Essa incrível e profunda metamorfose, em tudo positiva, que eu já havia observado lendo os livros de Aleixo Belov, Joshua Slocum, Amyr Klink, Philippe Jeantot e Bernard Moitessier, manisfesta-se através dos seguintes sinais e sintomas:
Tornam-se cada dia mais resistentes ao frio e à umidade, dos quais vão parando gradativamente de reclamar, apesar de suas roupas irem se desgastando.
Tornam-se cada vez mais resistentes às doenças e pequenos ferimentos sofridos a bordo, que tendem com o tempo a escassear.
Tornam-se cada vez mais ágeis, fortes e bem equilibrados.
Aperfeiçoam cada vez mais seus sentidos: audição, visão, olfato, tato e paladar, além de desenvolverem um “sexto sentido marítimo”, que é uma das faculdades mais preciosas que um marujo pode ter. É o que o leva a fazer a coisa certa, no momento certo, sem nem mesmo pensar.
Apuram cada vez mais seus reflexos.
Tornam-se cada dia mais inteligentes e criativos.
Tornam-se cada vez mais sábios a custa de filosofar*** sobre a existência humana, olhando pra linha do horizonte durante o dia e pras estrelas durante à noite.
Tornam-se cada vez menos preconceituosos e racistas.
Tornam-se cada dia mais humildes e sinceros.
Aprendem a valorizar os verdadeiros prazeres dessa vida: comer quando se tem fome, dormir quando se tem sono, realizar necessidades fisiológicas, tomar um bom banho de vez em quando, contemplar as belezas mil do planeta e pensar.
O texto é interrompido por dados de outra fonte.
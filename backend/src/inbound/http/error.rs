//! HTTP adapter mapping for domain errors.
//!
//! Purpose: let handlers return [`Error`] directly. Outside the
//! [`crate::middleware::ErrorEnvelope`] middleware the response is rendered
//! with production verbosity; the middleware re-renders it with the
//! configured deployment mode.

use actix_web::{HttpResponse, ResponseError, http::StatusCode};

use super::envelope::render;
use crate::domain::{DeploymentMode, Error, ExceptionClassifier, FailureEnvelope, sqlstate};

/// Convenient result alias for HTTP handlers.
pub type ApiResult<T> = Result<T, Error>;

fn production_envelope(error: &Error) -> FailureEnvelope {
    ExceptionClassifier::new(DeploymentMode::Production).classify(error)
}

impl ResponseError for Error {
    fn status_code(&self) -> StatusCode {
        match self {
            Self::Validation(_) => StatusCode::UNPROCESSABLE_ENTITY,
            Self::Storage(failure) => match failure.engine_code.as_deref() {
                None => StatusCode::INTERNAL_SERVER_ERROR,
                Some(code) if sqlstate::is_mapped(code) => StatusCode::UNPROCESSABLE_ENTITY,
                Some(_) => StatusCode::BAD_REQUEST,
            },
            Self::NotFound(_) => StatusCode::NOT_FOUND,
            Self::AccessDenied(_) => StatusCode::FORBIDDEN,
            Self::InvalidArgument(_) => StatusCode::BAD_REQUEST,
            Self::Unauthenticated(_) => StatusCode::UNAUTHORIZED,
            Self::Unclassified { .. } => StatusCode::INTERNAL_SERVER_ERROR,
        }
    }

    fn error_response(&self) -> HttpResponse {
        render(&production_envelope(self))
    }
}
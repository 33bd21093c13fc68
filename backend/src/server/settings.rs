//! Service configuration loaded via OrthoConfig.
//!
//! Sources, lowest precedence first: defaults, configuration file,
//! `CLINIC_*` environment variables, command-line flags.

use std::net::SocketAddr;

use ortho_config::OrthoConfig;
use serde::Deserialize;

use crate::domain::{DeploymentMode, UnknownDeploymentMode};

const DEFAULT_BIND_ADDR: &str = "0.0.0.0:8080";
const DEFAULT_POOL_MAX_SIZE: u32 = 10;

/// Raised when a setting cannot be interpreted.
#[derive(Debug, thiserror::Error)]
pub enum SettingsError {
    #[error("invalid bind address '{value}': {source}")]
    BindAddr {
        value: String,
        source: std::net::AddrParseError,
    },
    #[error(transparent)]
    Environment(#[from] UnknownDeploymentMode),
}

/// Configuration values for the HTTP service.
#[derive(Debug, Clone, Deserialize, OrthoConfig)]
#[ortho_config(prefix = "CLINIC")]
pub struct AppSettings {
    /// Socket address to listen on.
    pub bind_addr: Option<String>,
    /// PostgreSQL URL. When absent the service runs on in-memory fixtures.
    pub database_url: Option<String>,
    /// `Development` or `Production`.
    pub environment: Option<String>,
    /// Name recorded on request log rows.
    pub server_name: Option<String>,
    /// Maximum pooled database connections.
    pub pool_max_size: Option<u32>,
}

impl AppSettings {
    /// Configured listen address, falling back to `0.0.0.0:8080`.
    ///
    /// # Errors
    ///
    /// Returns [`SettingsError::BindAddr`] when the value does not parse.
    pub fn bind_addr(&self) -> Result<SocketAddr, SettingsError> {
        let value = self.bind_addr.as_deref().unwrap_or(DEFAULT_BIND_ADDR);
        value.parse().map_err(|source| SettingsError::BindAddr {
            value: value.to_owned(),
            source,
        })
    }

    /// Configured deployment mode, defaulting to production.
    ///
    /// # Errors
    ///
    /// Returns [`SettingsError::Environment`] for unrecognised names.
    pub fn environment(&self) -> Result<DeploymentMode, SettingsError> {
        match self.environment.as_deref() {
            Some(name) => Ok(name.parse()?),
            None => Ok(DeploymentMode::default()),
        }
    }

    /// Database URL, ignoring blank values.
    pub fn database_url(&self) -> Option<&str> {
        self.database_url
            .as_deref()
            .map(str::trim)
            .filter(|url| !url.is_empty())
    }

    /// Server name, falling back to the host name reported by the
    /// environment.
    pub fn server_name(&self) -> String {
        self.server_name
            .clone()
            .or_else(|| std::env::var("HOSTNAME").ok())
            .unwrap_or_default()
    }

    pub fn pool_max_size(&self) -> u32 {
        self.pool_max_size.unwrap_or(DEFAULT_POOL_MAX_SIZE)
    }
}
Pensar é a grande festa!!!! Pensar é mais divertido que cantar, que dançar.
Tornam-se cada vez mais emotivos.
Tornam-se cada dia mais compassivos.
Enfim tornam-se cada vez mais capazes de sobreviver como seres vivos, cada vez mais felizes como pessoas e cada vez mais agradáveis como amigos.
Esse processo só não tem sido mais profundo, nos marujos e marujas que participam da atual Vendée Globe, por culpa dos freqüentes contatos com terra, que os modernos aparelhos de comunicação possibilitam. Não fosse isso, toda vez que um participante da Vendée Globe passasse mais de 30 dias no mar, começaria a transformar- se em Bernard Moitessier.

Querem uma prova dessa incrível transformação que tentei descrever pra vocês?

Leiam o comentário que o Jean le Cam fez durante a última “vacation radio” no site da Vendée Globe e digam-me se ele seria capaz de dizer esse tipo de coisa no primeiro dia da regata. Um discurso típico de Moitessier e não de Jean Le Cam.

“Querem saber? Nós, marujos participantes da Vendée Globe somos todos uns idiotas, em vez de irmos passear na paradisíaca Polinésia, aqui pertinho, ficamos cruzando esses portões de gelo virtuais no meio do oceano. Nada a ver.”

Jean Le Cam

Tradução livre de:

« Le passage de l'Indien au Pacifique est toujours décevant, j'imagine qu'il faut aller en Polynésie pour se faire plaisir, d'ailleurs je me demande pourquoi on n’y passe pas. Je regarde la carte et en lisant Rurutu, Rarotonga, ça a l'air sympa, par contre, Papeete c'est un peu surfait. On n’est qu'à 1500 milles, ça vaudrait le coup... Nous, on ne va voir que des portes ! un point à droite, un point à gauche et on passe au milieu, on est un peu idiots. Je ne vais jamais assez vite, ça m'énerve. »
Jean Le Cam

*** filosofia
 
A palavra filosofia é de origem grega. É composta por duas outras: philo e sophia. Philo deriva-se de philia, que significa amizade, amor fraterno, respeito entre os iguais. Sophia quer dizer sabedoria e dela vem à palavra sophos, sábio.
Filosofia significa, portanto, amizade pela sabedoria, amor e respeito pelo saber. Filósofo: o que ama a sabedoria, tem amizade pelo saber, deseja saber. Assim a filosofia indica um estado de espírito da pessoa que ama, isto é, daquela que deseja o conhecimento, o estima, o procura e o respeita.
Pitágoras de Samos teria afirmado que a sabedoria plena e completa pertence aos deuses, mas que os homens podem desejá-la ou amá-la, tornando-se filósofos. “Quem quiser ser filósofo necessitara infantilizar- se, transformar- se em menino”. (M. Garcia Morente).
http://www.brasiles cola.com/ filosofia/






Bons ventos amigas e amigos e até amanhã se Deus quiser.